Exercise input:
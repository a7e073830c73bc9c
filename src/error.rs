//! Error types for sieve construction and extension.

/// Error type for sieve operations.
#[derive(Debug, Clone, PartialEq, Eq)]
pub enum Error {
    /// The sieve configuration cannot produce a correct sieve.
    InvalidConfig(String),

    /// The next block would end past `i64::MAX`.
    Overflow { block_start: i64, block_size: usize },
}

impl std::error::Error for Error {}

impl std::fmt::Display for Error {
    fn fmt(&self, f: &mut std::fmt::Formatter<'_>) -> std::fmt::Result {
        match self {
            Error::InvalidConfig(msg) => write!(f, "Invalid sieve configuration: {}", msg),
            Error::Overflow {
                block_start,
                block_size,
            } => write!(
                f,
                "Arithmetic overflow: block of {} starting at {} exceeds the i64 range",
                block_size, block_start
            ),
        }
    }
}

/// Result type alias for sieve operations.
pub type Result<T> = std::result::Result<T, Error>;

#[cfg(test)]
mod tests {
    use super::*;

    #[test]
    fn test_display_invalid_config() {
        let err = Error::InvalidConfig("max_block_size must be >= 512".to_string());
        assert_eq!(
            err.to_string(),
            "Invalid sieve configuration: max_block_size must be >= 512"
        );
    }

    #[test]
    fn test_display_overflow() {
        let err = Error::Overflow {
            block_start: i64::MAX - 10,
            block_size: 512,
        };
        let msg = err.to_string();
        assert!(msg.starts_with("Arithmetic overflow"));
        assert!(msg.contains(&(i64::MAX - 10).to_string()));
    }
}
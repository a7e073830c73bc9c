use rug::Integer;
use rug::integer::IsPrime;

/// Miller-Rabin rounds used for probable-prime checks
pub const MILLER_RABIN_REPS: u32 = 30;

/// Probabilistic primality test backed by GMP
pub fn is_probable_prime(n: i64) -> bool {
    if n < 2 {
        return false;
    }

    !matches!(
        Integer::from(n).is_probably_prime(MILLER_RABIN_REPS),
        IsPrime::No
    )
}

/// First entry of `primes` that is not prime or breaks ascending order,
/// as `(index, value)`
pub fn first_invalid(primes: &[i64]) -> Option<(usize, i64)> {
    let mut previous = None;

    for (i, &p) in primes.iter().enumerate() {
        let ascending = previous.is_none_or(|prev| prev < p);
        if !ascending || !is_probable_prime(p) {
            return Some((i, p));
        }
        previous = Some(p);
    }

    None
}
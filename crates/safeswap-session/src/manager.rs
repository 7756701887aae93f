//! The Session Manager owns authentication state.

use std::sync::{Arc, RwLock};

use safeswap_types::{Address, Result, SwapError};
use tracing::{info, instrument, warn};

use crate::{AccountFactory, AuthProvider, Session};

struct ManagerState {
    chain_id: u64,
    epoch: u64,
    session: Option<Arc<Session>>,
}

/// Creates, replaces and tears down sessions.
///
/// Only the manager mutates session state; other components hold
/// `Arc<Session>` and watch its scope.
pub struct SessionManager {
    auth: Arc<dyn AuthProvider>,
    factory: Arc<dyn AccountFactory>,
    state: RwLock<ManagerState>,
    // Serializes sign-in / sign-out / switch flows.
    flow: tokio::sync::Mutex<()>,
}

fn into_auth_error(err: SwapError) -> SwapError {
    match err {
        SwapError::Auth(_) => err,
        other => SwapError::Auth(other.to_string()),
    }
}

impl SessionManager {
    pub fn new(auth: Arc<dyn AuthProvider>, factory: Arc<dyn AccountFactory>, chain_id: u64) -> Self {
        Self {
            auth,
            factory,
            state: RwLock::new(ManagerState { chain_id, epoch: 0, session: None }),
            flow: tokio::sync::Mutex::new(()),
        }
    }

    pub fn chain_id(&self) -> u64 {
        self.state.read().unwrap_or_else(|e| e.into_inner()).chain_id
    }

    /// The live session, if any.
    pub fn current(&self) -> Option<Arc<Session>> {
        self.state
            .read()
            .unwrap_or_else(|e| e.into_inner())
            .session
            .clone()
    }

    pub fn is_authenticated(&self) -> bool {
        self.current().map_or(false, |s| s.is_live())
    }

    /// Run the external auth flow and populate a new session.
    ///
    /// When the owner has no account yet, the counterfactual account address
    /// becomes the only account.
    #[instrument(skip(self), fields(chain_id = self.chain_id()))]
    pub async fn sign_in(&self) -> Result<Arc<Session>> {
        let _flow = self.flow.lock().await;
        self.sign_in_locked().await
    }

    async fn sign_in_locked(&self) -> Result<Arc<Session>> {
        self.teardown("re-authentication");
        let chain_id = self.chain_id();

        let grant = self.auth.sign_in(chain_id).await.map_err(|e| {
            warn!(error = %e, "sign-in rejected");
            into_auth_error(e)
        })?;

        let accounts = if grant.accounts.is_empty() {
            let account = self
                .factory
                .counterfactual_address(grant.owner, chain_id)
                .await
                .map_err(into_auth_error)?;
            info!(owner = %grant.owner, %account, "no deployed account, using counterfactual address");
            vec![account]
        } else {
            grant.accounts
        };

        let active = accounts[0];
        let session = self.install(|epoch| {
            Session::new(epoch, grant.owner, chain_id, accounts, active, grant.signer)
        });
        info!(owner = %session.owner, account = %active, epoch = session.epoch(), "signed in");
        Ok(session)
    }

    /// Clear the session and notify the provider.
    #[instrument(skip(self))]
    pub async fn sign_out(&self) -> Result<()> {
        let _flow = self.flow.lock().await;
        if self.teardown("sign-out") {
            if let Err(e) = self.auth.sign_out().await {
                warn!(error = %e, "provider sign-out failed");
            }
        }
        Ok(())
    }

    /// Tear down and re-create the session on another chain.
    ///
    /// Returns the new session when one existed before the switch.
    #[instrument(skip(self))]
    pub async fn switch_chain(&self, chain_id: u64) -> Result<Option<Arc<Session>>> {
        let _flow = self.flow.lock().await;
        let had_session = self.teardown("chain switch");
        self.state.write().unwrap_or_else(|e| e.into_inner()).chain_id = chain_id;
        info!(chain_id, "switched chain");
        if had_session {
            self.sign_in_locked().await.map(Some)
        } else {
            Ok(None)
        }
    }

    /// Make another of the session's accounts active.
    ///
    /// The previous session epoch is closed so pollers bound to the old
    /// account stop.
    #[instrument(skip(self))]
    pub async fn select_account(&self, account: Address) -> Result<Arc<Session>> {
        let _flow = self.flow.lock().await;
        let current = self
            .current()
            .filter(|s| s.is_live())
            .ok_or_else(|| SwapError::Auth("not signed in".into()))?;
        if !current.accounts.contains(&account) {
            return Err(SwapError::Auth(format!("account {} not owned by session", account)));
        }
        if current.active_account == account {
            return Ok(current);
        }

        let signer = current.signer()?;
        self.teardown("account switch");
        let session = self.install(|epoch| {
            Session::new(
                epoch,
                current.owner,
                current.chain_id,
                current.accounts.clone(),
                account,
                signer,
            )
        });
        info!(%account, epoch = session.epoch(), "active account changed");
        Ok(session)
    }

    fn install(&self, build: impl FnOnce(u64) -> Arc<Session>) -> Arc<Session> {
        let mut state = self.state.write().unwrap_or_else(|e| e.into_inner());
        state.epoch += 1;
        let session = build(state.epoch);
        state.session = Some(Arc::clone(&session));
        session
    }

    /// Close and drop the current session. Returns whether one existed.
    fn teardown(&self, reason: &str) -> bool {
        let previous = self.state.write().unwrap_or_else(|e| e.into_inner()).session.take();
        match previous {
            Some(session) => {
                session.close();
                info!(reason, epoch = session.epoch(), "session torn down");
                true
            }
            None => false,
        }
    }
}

Exercise: Give only the lines from the one holding "pub struct SessionManager" through the one holding "counterfactual account address", each restated exactly as it appears above.

Response for this exercise:
pub struct SessionManager {
    auth: Arc<dyn AuthProvider>,
    factory: Arc<dyn AccountFactory>,
    state: RwLock<ManagerState>,
    // Serializes sign-in / sign-out / switch flows.
    flow: tokio::sync::Mutex<()>,
}

fn into_auth_error(err: SwapError) -> SwapError {
    match err {
        SwapError::Auth(_) => err,
        other => SwapError::Auth(other.to_string()),
    }
}

impl SessionManager {
    pub fn new(auth: Arc<dyn AuthProvider>, factory: Arc<dyn AccountFactory>, chain_id: u64) -> Self {
        Self {
            auth,
            factory,
            state: RwLock::new(ManagerState { chain_id, epoch: 0, session: None }),
            flow: tokio::sync::Mutex::new(()),
        }
    }

    pub fn chain_id(&self) -> u64 {
        self.state.read().unwrap_or_else(|e| e.into_inner()).chain_id
    }

    /// The live session, if any.
    pub fn current(&self) -> Option<Arc<Session>> {
        self.state
            .read()
            .unwrap_or_else(|e| e.into_inner())
            .session
            .clone()
    }

    pub fn is_authenticated(&self) -> bool {
        self.current().map_or(false, |s| s.is_live())
    }

    /// Run the external auth flow and populate a new session.
    ///
    /// When the owner has no account yet, the counterfactual account address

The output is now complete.